WSJ. This appears to be big, big news indeed.
Michael,
I love free publicity.
Snaggle-Tooth Jones,
Yes, it is. The word is getting out, and folks are realizing there are few alternatives.
Novacadia made it onto the pages of the WSJ! Will wonders never cease. Fourteen months to get from my imagination to a continental readership. I'll take it!
In spite of Kirk Sale's ragging on the progress, we're doing just fine, thanks very much.
I think as soon as the average person understands that "secession" or "confederacy" are not four letter words and that there is nothing in the constitution that forbids states from seceeding there will be a ground swell of support.
Furthermore to the WSJ article:
The secessionist community is going ga-ga over this exposure. My original take was: Why this? Why now? And why via the WSJ? I have some murky thoughts that are not yet clearly worked out. My most concrete thought is directly related to Post-Peak Oil collapse, i.e. with a financially bankrupt federal state, the public is being prepped on its having to bail out, ergo my entire notion of secession-by-default. This latter take on secession makes me a bit of a freak even within the secessionist community. For the most part, they're all States' Rights, go-get-'em, defend the Constitution types...no understanding of systemic and entropic collapse.

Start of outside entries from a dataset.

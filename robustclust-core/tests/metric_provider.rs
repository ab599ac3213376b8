//! Tests for the pairwise distance, affinity and link-matrix contracts.

use robustclust_core::{
    Affinities, DataSource, DataSourceErrorCode, DenseMatrix, MergeTree, Metric,
    NeighbourhoodLabels, PairwiseDistances, expand_links,
};
use rstest::rstest;

fn grid() -> DenseMatrix {
    DenseMatrix::try_new(
        "grid",
        vec![
            vec![0.0, 0.0],
            vec![3.0, 4.0],
            vec![6.0, 8.0],
            vec![0.0, 1.0],
        ],
    )
    .expect("rows are uniform")
}

#[rstest]
fn distances_match_the_metric_for_every_pair() {
    let data = grid();
    let distances = PairwiseDistances::from_source(&data).expect("finite distances");
    assert_eq!(distances.points(), 4);
    for i in 0..4 {
        for j in 0..4 {
            let expected = data.distance(i, j).expect("rows exist");
            assert!((distances.get(i, j) - expected).abs() < 1e-6);
        }
    }
}

#[rstest]
fn block_lookup_follows_row_and_column_order() {
    let distances = PairwiseDistances::from_source(&grid()).expect("finite distances");
    let block = distances.block(&[2, 0], &[1, 3, 2]);
    assert_eq!(block.shape(), (2, 3));
    assert_eq!(block.get(0, 2), Some(0.0));
    assert_eq!(block.get(1, 0), Some(5.0));
}

#[rstest]
fn affinities_decrease_with_distance() {
    let distances = PairwiseDistances::from_source(&grid()).expect("finite distances");
    let affinities = Affinities::from_distances(&distances);
    assert!(affinities.get(0, 3) > affinities.get(0, 1));
    assert!(affinities.get(0, 1) > affinities.get(0, 2));
    assert_eq!(affinities.get(2, 2), 1.0);
}

#[rstest]
fn cosine_sources_surface_kernel_errors() {
    let data = grid().with_metric(Metric::Cosine);
    let err = PairwiseDistances::from_source(&data).expect_err("origin has no direction");
    assert_eq!(err.code(), DataSourceErrorCode::Kernel);
}

#[rstest]
fn merge_tree_over_dense_rows_groups_nearby_points() {
    let distances = PairwiseDistances::from_source(&grid()).expect("finite distances");
    let tree = MergeTree::average_linkage(&distances).expect("tree builds");
    let first = tree.merges()[0];
    assert_eq!((first.left(), first.right()), (0, 3));
    assert_eq!(tree.members(tree.node_count() - 1).len(), 4);
}

#[rstest]
fn link_expansion_ignores_unassigned_points() {
    let links = expand_links(&NeighbourhoodLabels::from_raw(vec![1, 0, 1, 2]));
    assert_eq!(links.points(), 4);
    assert_eq!(links.get(0, 2), Some(1));
    assert_eq!(links.get(2, 0), Some(1));
    assert_eq!(links.get(1, 1), Some(0));
    assert_eq!(links.get(3, 3), Some(1));
    assert_eq!(links.get(0, 3), Some(0));
    assert_eq!(links.get(4, 0), None);
}
//! Benchmark setup error type.
//!
//! Lets setup functions propagate failures with `?` instead of `.expect()`.

use crate::blobs::BlobError;
use robustclust_core::{DataSourceError, HierarchyError, SelectionError};

/// Errors that may occur during benchmark setup.
#[derive(Debug, thiserror::Error)]
pub enum BenchSetupError {
    /// Synthetic blob generation failed.
    #[error("blob generation failed: {0}")]
    Blobs(#[from] BlobError),
    /// A data-source distance computation failed.
    #[error("data source error: {0}")]
    DataSource(#[from] DataSourceError),
    /// Constraint selection rejected its input.
    #[error("constraint selection failed: {0}")]
    Selection(#[from] SelectionError),
    /// Merge-tree construction failed.
    #[error("merge tree construction failed: {0}")]
    Hierarchy(#[from] HierarchyError),
}
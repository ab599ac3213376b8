//! Robustclust core library.
//!
//! Selects budget-bounded pairwise queries for constrained clustering and
//! labels them through an oracle, optionally with simulated answer noise.

mod builder;
mod constraint;
mod datasource;
mod distance;
mod error;
mod hierarchy;
mod neighbourhood;
mod oracle;
mod pairwise;
mod selector;
mod strategy;

#[cfg(test)]
mod test_utils;

pub use crate::{
    builder::{ConstraintSelectorBuilder, QueryMethod, SelectionOptions},
    constraint::{Constraint, ConstraintSet},
    datasource::{DataSource, DenseMatrix},
    distance::{DistanceError, Metric, VectorKind, cosine_distance, euclidean_distance},
    error::{DataSourceError, DataSourceErrorCode, Result, SelectionError, SelectionErrorCode},
    hierarchy::{HierarchyError, HierarchyErrorCode, Merge, MergeTree},
    neighbourhood::{NeighbourhoodId, NeighbourhoodLabels},
    oracle::{LabelOracle, Oracle},
    pairwise::{
        Affinities, CondensedMatrix, LinkMatrix, PairwiseBlock, PairwiseDistances, expand_links,
    },
    selector::{ConstraintSelector, get_constraints},
    strategy::{
        ActiveClassDiscovery, FarthestFirst, MinimaxFarthestFirst, QueryPair, QueryPlan,
        RandomPairs,
    },
};
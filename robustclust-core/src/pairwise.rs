//! Condensed pairwise distance and affinity representations.
//!
//! Distances are computed once from a [`DataSource`] and stored as the upper
//! triangle of the `N × N` matrix in row-major order, so the pair `(i, j)`
//! with `i < j` lives at `N·i − i·(i+1)/2 + j − i − 1`. Affinities reuse the
//! same layout. Both are immutable after construction.

use std::ops::Deref;

use crate::{datasource::DataSource, error::DataSourceError, neighbourhood::NeighbourhoodLabels};

/// Symmetric matrix stored as its condensed upper triangle plus a constant
/// diagonal.
#[derive(Clone, Debug, PartialEq)]
pub struct CondensedMatrix {
    points: usize,
    values: Vec<f32>,
    diagonal: f32,
}

impl CondensedMatrix {
    /// Number of points covered by the matrix.
    #[must_use]
    pub fn points(&self) -> usize {
        self.points
    }

    /// Condensed upper-triangle values.
    #[must_use]
    pub fn values(&self) -> &[f32] {
        &self.values
    }

    /// Looks up the value for the pair `(i, j)` in either order.
    ///
    /// # Panics
    /// Panics when `i` or `j` is not below [`Self::points`].
    #[must_use]
    pub fn get(&self, i: usize, j: usize) -> f32 {
        assert!(
            i < self.points && j < self.points,
            "pair ({i}, {j}) is outside a matrix over {} points",
            self.points
        );
        if i == j {
            return self.diagonal;
        }
        let (low, high) = if i < j { (i, j) } else { (j, i) };
        self.values[condensed_index(self.points, low, high)]
    }

    /// Extracts the `rows × cols` sub-block.
    ///
    /// # Panics
    /// Panics when any index is not below [`Self::points`].
    #[must_use]
    pub fn block(&self, rows: &[usize], cols: &[usize]) -> PairwiseBlock {
        let values = rows
            .iter()
            .flat_map(|&row| cols.iter().map(move |&col| self.get(row, col)))
            .collect();
        PairwiseBlock {
            rows: rows.len(),
            cols: cols.len(),
            values,
        }
    }
}

fn condensed_index(points: usize, low: usize, high: usize) -> usize {
    points * low - low * (low + 1) / 2 + high - low - 1
}

/// Dense sub-block returned by [`CondensedMatrix::block`].
#[derive(Clone, Debug, PartialEq)]
pub struct PairwiseBlock {
    rows: usize,
    cols: usize,
    values: Vec<f32>,
}

impl PairwiseBlock {
    /// Returns `(rows, cols)`.
    #[must_use]
    pub fn shape(&self) -> (usize, usize) {
        (self.rows, self.cols)
    }

    /// Returns the value at (`row`, `col`) of the block.
    #[must_use]
    pub fn get(&self, row: usize, col: usize) -> Option<f32> {
        if row >= self.rows || col >= self.cols {
            return None;
        }
        self.values.get(row * self.cols + col).copied()
    }

    /// Returns one row of the block.
    #[must_use]
    pub fn row(&self, row: usize) -> Option<&[f32]> {
        if row >= self.rows {
            return None;
        }
        let start = row * self.cols;
        self.values.get(start..start + self.cols)
    }

    /// Minimum of each column; `+∞` for an empty column.
    #[must_use]
    pub fn column_minima(&self) -> Vec<f32> {
        self.fold_columns(f32::INFINITY, f32::min)
    }

    /// Maximum of each column; `−∞` for an empty column.
    #[must_use]
    pub fn column_maxima(&self) -> Vec<f32> {
        self.fold_columns(f32::NEG_INFINITY, f32::max)
    }

    fn fold_columns(&self, init: f32, fold: fn(f32, f32) -> f32) -> Vec<f32> {
        let mut out = vec![init; self.cols];
        for row in self.values.chunks_exact(self.cols.max(1)) {
            for (acc, &value) in out.iter_mut().zip(row) {
                *acc = fold(*acc, value);
            }
        }
        out
    }
}

/// Pairwise distances between every pair of points.
///
/// # Examples
/// ```
/// use robustclust_core::{DenseMatrix, PairwiseDistances};
///
/// let data = DenseMatrix::try_new("line", vec![vec![0.0], vec![1.0], vec![3.0]])?;
/// let distances = PairwiseDistances::from_source(&data)?;
/// assert_eq!(distances.values(), &[1.0, 3.0, 2.0]);
/// assert_eq!(distances.get(2, 0), 3.0);
/// assert_eq!(distances.get(1, 1), 0.0);
/// # Ok::<(), robustclust_core::DataSourceError>(())
/// ```
#[derive(Clone, Debug, PartialEq)]
pub struct PairwiseDistances(CondensedMatrix);

impl PairwiseDistances {
    /// Computes every pairwise distance of `source`.
    ///
    /// # Errors
    /// Returns [`DataSourceError::EmptyData`] for an empty source,
    /// propagates failures from [`DataSource::batch_distances`], and returns
    /// [`DataSourceError::InvalidDistance`] for negative or non-finite values.
    pub fn from_source<D: DataSource + ?Sized>(source: &D) -> Result<Self, DataSourceError> {
        let points = source.len();
        if points == 0 {
            return Err(DataSourceError::EmptyData);
        }
        let mut values = Vec::with_capacity(points * (points - 1) / 2);
        for left in 0..points {
            let candidates: Vec<usize> = (left + 1..points).collect();
            let row = source.batch_distances(left, &candidates)?;
            for (&right, &value) in candidates.iter().zip(&row) {
                check_distance(left, right, value)?;
            }
            values.extend(row);
        }
        Ok(Self(CondensedMatrix {
            points,
            values,
            diagonal: 0.0,
        }))
    }

    /// Wraps precomputed condensed distances over `points` items.
    ///
    /// # Errors
    /// Returns [`DataSourceError::EmptyData`] when `points == 0`,
    /// [`DataSourceError::DimensionMismatch`] when `values` does not hold
    /// `points·(points−1)/2` entries, and
    /// [`DataSourceError::InvalidDistance`] for negative or non-finite values.
    pub fn from_condensed(points: usize, values: Vec<f32>) -> Result<Self, DataSourceError> {
        if points == 0 {
            return Err(DataSourceError::EmptyData);
        }
        let expected = points * (points - 1) / 2;
        if values.len() != expected {
            return Err(DataSourceError::DimensionMismatch {
                left: expected,
                right: values.len(),
            });
        }
        for left in 0..points {
            for right in left + 1..points {
                check_distance(left, right, values[condensed_index(points, left, right)])?;
            }
        }
        Ok(Self(CondensedMatrix {
            points,
            values,
            diagonal: 0.0,
        }))
    }

    /// Median of the off-diagonal distances, `0` for a single point.
    #[must_use]
    pub fn median(&self) -> f32 {
        let mut sorted = self.0.values.clone();
        let count = sorted.len();
        if count == 0 {
            return 0.0;
        }
        let mid = count / 2;
        let (lower, upper, _) = sorted.select_nth_unstable_by(mid, f32::total_cmp);
        let upper = *upper;
        if count % 2 == 1 {
            return upper;
        }
        let below = lower.iter().copied().fold(f32::NEG_INFINITY, f32::max);
        (below + upper) / 2.0
    }
}

impl Deref for PairwiseDistances {
    type Target = CondensedMatrix;

    fn deref(&self) -> &Self::Target {
        &self.0
    }
}

fn check_distance(left: usize, right: usize, value: f32) -> Result<(), DataSourceError> {
    if value.is_finite() && value >= 0.0 {
        Ok(())
    } else {
        Err(DataSourceError::InvalidDistance { left, right, value })
    }
}

/// Similarity scores derived from [`PairwiseDistances`] by a Gaussian kernel.
///
/// `a(d) = exp(−d² / (2σ²))` with `σ` the median pairwise distance (or `1`
/// when the median is zero), so values lie in `[0, 1]` and the diagonal is
/// exactly `1`. Pairs more than about thirteen bandwidths apart underflow
/// to `0`.
///
/// # Examples
/// ```
/// use robustclust_core::{Affinities, PairwiseDistances};
///
/// let distances = PairwiseDistances::from_condensed(3, vec![1.0, 2.0, 3.0])?;
/// let affinities = Affinities::from_distances(&distances);
/// assert_eq!(affinities.get(1, 1), 1.0);
/// assert!(affinities.get(0, 1) > affinities.get(0, 2));
/// # Ok::<(), robustclust_core::DataSourceError>(())
/// ```
#[derive(Clone, Debug, PartialEq)]
pub struct Affinities {
    matrix: CondensedMatrix,
    bandwidth: f32,
}

impl Affinities {
    /// Converts distances into affinities.
    #[must_use]
    pub fn from_distances(distances: &PairwiseDistances) -> Self {
        let median = distances.median();
        let bandwidth = if median > 0.0 { median } else { 1.0 };
        let scale = 2.0 * f64::from(bandwidth) * f64::from(bandwidth);
        let values = distances
            .values()
            .iter()
            .map(|&d| (-(f64::from(d) * f64::from(d)) / scale).exp() as f32)
            .collect();
        Self {
            matrix: CondensedMatrix {
                points: distances.points(),
                values,
                diagonal: 1.0,
            },
            bandwidth,
        }
    }

    /// Kernel bandwidth `σ` used by the transform.
    #[must_use]
    pub fn bandwidth(&self) -> f32 {
        self.bandwidth
    }
}

impl Deref for Affinities {
    type Target = CondensedMatrix;

    fn deref(&self) -> &Self::Target {
        &self.matrix
    }
}

/// Dense `N × N` must-link matrix implied by a neighbourhood-label vector.
#[derive(Clone, Debug, PartialEq, Eq)]
pub struct LinkMatrix {
    points: usize,
    values: Vec<u8>,
}

impl LinkMatrix {
    /// Number of rows (and columns).
    #[must_use]
    pub fn points(&self) -> usize {
        self.points
    }

    /// Returns `1` when `i` and `j` share a neighbourhood, `0` otherwise.
    #[must_use]
    pub fn get(&self, i: usize, j: usize) -> Option<u8> {
        if i >= self.points || j >= self.points {
            return None;
        }
        self.values.get(i * self.points + j).copied()
    }

    /// Iterates over the matrix rows.
    pub fn rows(&self) -> impl Iterator<Item = &[u8]> {
        self.values.chunks_exact(self.points.max(1))
    }
}

/// Expands neighbourhood labels into an all-pairs link matrix.
///
/// Entries are `1` for every pair sharing a nonzero label, including the
/// diagonal of assigned points, and `0` for pairs with differing labels or
/// involving an unassigned point.
///
/// # Examples
/// ```
/// use robustclust_core::{NeighbourhoodLabels, expand_links};
///
/// let labels = NeighbourhoodLabels::from_raw(vec![1, 0, 1, 2]);
/// let links = expand_links(&labels);
/// assert_eq!(links.get(0, 2), Some(1));
/// assert_eq!(links.get(0, 3), Some(0));
/// assert_eq!(links.get(1, 1), Some(0));
/// ```
#[must_use]
pub fn expand_links(labels: &NeighbourhoodLabels) -> LinkMatrix {
    let raw = labels.as_slice();
    let values = raw
        .iter()
        .flat_map(|&left| {
            raw.iter()
                .map(move |&right| u8::from(left != 0 && left == right))
        })
        .collect();
    LinkMatrix {
        points: raw.len(),
        values,
    }
}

However, having said all of that, it's still important to play the game and grab what one can. Personally, I am basking in the fact that it took only 14 months for Novacadia to make it from my imagination to the pages of the WSJ. Hey, I'll take it.
As far as Kirk Sale having shat all over the notion of Novacadia goes, there are light years of difference between "disputes" and political ineptitude and sabotage, be the latter conscious or not. One should stick to one's knitting, be that either academic sojourns or political organizing. It is a dangerous spot to be in when the most visible, go-to, self-anointed, unelected voice of a movement becomes its greatest liability.
Now, if only the LoS wasn't a top-down autocracy built on the current model they might have something. Of only there was a Confederate government in existence that accomplished the goals President Davis and Co. set out to achieve.
Oh, that's right. There is. It is the government that was NEVER SURRENDERED to the federals. It is the very government that Dr. Hill eschews in favor of a "new" South, desecrating our heritage and dashing hopes of a restored South against the rocks of hubristic enterprise.
Deo Vindice.
wylde007,
But the Confederate government that disappeared in 1865 has one really big disadvantage -- it doesn't exist.
A real government has to be recognized as such by the people who elected it. And the people who elected the Davis administration are all dead.
What does that leave us? The task of educating our people about what the current regime is doing to them, and how their real history, their rights, and their untapped strength can lift them out of their current predicament. In other words, the same thing the colonial and Southern secessionists had to do.
The notion that some self-appointed group can claim the authority of a long-dead political entity is role-playing along the lines of Dungeons and Dragons.
So then where does that leave anybody? Every single group falls into such a category.
The government, as an instrument of the people, OUR PEOPLE, exists in a state of dormancy. All it requires is a group of patriots to revive, and restaff it.
Currently the men that are working for a restoration of our founding principles are acting in a provisional manner. They are performing as liaisons to the people to get the word out and to encourage others to participate in the efforts for Southern independence.
Shall we wait for the quislings and sheeple to "elect" Southern representatives? The closest thing even remotely close to a reasonable compromise is the Southern National Congress, but our salvation must still be formed on a basis of our dormant confederate government.
I predict and fear that we shall see events unfold that are not unlike our last bid for independence from federal tyranny. I only hope the conclusion is more favorable this time 'round.